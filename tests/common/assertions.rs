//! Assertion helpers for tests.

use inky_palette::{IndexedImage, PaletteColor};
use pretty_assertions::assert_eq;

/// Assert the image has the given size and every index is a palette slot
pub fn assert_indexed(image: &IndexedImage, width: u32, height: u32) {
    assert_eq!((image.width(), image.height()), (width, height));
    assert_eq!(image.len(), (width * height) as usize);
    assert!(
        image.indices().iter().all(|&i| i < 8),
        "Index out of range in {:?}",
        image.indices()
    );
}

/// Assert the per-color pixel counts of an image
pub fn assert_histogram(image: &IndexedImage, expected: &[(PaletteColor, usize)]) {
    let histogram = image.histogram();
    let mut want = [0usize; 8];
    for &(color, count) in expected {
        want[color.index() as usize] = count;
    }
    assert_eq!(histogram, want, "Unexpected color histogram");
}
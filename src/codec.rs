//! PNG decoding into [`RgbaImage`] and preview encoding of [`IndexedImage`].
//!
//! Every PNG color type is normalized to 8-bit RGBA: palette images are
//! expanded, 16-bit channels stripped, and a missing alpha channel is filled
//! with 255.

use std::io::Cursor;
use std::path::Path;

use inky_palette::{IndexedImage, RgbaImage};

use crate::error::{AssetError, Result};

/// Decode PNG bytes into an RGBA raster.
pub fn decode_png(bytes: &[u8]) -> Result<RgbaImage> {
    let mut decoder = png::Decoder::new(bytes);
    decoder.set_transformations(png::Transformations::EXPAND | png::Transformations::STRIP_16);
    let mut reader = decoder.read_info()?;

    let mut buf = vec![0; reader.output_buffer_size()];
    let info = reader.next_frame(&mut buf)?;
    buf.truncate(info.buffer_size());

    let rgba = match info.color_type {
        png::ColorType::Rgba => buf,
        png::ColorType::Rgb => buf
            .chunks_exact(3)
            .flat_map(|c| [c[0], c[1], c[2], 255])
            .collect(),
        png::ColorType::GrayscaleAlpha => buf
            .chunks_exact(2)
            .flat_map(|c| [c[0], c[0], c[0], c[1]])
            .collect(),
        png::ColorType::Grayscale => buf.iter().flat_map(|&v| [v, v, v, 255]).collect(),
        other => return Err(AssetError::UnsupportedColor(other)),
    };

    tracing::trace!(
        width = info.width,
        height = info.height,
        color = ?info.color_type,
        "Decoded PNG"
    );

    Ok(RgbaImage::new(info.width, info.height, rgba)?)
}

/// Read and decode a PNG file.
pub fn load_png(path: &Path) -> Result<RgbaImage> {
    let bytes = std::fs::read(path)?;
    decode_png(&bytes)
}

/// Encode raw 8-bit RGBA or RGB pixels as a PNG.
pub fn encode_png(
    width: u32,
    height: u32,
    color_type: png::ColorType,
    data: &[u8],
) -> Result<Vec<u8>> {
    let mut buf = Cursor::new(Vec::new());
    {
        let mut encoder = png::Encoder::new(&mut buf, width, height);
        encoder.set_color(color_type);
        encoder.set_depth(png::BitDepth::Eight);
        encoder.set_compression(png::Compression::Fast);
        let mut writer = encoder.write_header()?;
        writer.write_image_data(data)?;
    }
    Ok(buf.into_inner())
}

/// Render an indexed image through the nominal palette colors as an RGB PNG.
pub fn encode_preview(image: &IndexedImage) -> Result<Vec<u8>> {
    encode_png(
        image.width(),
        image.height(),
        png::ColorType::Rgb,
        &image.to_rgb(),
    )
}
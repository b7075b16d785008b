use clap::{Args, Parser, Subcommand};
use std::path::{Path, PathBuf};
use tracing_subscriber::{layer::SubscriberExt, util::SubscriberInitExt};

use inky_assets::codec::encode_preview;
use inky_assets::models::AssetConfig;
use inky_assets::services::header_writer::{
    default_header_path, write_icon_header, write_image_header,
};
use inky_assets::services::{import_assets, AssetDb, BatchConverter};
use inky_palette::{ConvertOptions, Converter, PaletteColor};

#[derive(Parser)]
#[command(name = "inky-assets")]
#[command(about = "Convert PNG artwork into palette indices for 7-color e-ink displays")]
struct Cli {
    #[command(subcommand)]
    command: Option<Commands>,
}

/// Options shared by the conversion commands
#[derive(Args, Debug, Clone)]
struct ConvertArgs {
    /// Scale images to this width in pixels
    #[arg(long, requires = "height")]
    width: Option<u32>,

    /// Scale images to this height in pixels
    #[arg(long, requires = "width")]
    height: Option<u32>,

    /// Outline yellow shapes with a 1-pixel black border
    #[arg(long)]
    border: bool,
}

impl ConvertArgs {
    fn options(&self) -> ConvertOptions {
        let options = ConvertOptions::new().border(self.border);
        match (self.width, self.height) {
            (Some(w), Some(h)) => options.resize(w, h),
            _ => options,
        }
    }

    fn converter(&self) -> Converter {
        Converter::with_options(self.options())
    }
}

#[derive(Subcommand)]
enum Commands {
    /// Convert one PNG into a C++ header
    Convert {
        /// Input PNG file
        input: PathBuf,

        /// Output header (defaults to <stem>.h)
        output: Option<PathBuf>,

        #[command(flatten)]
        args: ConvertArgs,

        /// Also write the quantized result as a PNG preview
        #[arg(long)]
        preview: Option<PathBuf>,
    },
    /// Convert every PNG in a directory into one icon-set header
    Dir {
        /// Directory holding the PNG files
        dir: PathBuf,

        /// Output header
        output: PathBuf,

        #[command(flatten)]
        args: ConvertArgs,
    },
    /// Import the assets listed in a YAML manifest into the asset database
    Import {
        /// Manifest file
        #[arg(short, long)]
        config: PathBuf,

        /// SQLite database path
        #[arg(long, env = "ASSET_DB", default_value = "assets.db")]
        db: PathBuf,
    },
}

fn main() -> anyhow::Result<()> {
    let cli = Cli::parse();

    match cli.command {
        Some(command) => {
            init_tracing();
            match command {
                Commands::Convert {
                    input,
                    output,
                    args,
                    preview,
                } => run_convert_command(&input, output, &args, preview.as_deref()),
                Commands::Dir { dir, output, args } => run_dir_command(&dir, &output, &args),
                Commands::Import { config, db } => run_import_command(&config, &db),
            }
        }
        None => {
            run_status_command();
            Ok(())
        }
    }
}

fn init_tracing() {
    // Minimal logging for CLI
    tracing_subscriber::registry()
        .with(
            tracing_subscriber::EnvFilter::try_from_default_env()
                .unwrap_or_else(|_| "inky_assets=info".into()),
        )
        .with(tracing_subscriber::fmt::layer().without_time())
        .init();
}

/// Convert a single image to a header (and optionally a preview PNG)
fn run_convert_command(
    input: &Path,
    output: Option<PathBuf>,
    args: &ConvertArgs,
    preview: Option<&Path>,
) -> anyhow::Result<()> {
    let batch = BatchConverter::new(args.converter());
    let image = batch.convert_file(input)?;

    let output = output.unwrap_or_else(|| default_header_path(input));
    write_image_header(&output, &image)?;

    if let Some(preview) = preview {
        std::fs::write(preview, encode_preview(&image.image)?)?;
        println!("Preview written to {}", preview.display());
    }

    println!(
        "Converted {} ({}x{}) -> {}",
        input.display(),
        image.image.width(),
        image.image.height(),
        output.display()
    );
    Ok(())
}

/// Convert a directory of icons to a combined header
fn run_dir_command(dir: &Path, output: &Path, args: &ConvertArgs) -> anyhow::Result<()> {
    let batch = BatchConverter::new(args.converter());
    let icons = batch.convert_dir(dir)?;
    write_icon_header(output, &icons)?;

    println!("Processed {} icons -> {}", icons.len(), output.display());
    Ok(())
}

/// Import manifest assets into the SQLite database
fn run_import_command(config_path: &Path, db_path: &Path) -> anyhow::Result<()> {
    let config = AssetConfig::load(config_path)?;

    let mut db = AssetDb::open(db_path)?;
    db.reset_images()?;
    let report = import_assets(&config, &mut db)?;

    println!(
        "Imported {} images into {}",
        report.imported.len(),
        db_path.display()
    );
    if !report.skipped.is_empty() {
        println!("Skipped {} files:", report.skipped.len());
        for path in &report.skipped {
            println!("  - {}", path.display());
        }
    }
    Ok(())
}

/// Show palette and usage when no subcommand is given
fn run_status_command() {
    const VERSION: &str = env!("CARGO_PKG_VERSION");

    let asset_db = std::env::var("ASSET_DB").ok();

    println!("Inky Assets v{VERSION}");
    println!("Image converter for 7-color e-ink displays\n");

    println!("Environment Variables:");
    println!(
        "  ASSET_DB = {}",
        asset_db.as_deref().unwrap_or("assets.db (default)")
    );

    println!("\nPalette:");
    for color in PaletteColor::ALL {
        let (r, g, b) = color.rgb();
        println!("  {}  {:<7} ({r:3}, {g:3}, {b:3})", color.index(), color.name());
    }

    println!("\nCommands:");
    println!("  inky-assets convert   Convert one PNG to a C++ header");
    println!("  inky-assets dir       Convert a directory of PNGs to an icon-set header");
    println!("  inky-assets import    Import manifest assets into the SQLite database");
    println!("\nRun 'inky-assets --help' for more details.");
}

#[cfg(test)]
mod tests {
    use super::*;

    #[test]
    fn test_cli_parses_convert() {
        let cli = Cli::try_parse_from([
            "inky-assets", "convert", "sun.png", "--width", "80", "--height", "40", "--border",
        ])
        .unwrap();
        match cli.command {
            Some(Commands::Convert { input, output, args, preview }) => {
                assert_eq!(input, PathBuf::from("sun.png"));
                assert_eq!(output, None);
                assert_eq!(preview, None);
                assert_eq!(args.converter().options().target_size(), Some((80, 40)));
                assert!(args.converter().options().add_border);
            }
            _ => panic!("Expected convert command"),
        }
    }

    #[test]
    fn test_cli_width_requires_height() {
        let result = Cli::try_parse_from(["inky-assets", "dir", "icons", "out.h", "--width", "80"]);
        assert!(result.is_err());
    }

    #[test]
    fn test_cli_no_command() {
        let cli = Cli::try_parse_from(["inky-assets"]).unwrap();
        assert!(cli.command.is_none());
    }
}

* * *

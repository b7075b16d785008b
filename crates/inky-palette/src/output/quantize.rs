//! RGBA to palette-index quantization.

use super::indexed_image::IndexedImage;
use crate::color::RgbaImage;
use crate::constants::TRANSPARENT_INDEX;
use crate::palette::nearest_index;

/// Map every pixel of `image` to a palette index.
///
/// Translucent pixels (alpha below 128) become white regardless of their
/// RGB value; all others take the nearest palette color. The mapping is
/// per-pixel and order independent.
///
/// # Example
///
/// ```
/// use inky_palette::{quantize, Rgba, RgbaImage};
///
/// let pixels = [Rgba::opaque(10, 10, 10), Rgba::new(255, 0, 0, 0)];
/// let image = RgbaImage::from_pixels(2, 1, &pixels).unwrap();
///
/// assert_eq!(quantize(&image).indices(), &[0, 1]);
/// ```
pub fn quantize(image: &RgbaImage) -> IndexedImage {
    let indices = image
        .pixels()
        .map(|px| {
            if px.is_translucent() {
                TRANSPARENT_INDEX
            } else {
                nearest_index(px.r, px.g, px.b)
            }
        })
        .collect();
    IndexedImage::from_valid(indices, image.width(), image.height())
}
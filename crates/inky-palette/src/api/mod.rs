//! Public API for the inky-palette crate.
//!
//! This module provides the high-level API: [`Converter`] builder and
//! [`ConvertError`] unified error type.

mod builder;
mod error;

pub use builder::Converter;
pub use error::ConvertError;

---

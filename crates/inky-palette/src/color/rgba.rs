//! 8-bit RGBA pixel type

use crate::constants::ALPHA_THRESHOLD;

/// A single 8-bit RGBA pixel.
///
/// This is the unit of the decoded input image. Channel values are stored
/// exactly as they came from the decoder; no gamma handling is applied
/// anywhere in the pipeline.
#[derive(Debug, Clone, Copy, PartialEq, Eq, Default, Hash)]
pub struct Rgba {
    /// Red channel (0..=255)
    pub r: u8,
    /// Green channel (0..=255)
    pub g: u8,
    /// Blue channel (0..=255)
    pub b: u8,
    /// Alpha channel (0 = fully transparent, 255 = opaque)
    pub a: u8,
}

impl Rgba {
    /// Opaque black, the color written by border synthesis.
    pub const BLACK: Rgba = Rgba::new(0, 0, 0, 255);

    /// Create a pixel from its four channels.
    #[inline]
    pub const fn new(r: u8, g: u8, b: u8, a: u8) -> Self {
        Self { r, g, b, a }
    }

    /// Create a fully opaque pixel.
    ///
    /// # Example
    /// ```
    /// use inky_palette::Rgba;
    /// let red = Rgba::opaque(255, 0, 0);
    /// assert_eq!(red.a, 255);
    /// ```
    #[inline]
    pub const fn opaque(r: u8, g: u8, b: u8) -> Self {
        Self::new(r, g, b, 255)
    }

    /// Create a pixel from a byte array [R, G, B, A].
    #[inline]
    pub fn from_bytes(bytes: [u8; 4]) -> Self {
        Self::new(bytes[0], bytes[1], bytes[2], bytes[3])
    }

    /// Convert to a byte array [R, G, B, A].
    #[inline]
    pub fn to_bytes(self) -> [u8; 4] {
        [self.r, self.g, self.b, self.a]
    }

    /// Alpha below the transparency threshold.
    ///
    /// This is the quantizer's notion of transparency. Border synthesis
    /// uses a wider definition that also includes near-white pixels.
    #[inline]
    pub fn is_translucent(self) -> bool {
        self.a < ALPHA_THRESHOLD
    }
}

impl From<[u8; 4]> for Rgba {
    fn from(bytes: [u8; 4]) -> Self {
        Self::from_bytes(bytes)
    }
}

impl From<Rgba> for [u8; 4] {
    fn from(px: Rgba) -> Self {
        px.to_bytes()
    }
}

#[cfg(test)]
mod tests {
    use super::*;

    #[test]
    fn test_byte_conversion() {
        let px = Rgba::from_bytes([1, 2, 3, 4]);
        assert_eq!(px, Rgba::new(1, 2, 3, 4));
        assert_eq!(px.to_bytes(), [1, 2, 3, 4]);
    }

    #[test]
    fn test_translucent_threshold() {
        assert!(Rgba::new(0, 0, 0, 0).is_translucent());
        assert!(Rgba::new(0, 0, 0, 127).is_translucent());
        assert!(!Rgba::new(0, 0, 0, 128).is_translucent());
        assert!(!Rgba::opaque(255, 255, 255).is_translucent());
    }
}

▶ _WHAT YOU ARE ASKED TO DO_
Restate word for word the entries above from the line with "use crate::palette::nearest_index;" through the line with "nearest_index(px.r, px.g, px.b)", inclusive, leaving out everything else.

▶ _TASK RESULT_
use crate::palette::nearest_index;

/// Map every pixel of `image` to a palette index.
///
/// Translucent pixels (alpha below 128) become white regardless of their
/// RGB value; all others take the nearest palette color. The mapping is
/// per-pixel and order independent.
///
/// # Example
///
/// ```
/// use inky_palette::{quantize, Rgba, RgbaImage};
///
/// let pixels = [Rgba::opaque(10, 10, 10), Rgba::new(255, 0, 0, 0)];
/// let image = RgbaImage::from_pixels(2, 1, &pixels).unwrap();
///
/// assert_eq!(quantize(&image).indices(), &[0, 1]);
/// ```
pub fn quantize(image: &RgbaImage) -> IndexedImage {
    let indices = image
        .pixels()
        .map(|px| {
            if px.is_translucent() {
                TRANSPARENT_INDEX
            } else {
                nearest_index(px.r, px.g, px.b)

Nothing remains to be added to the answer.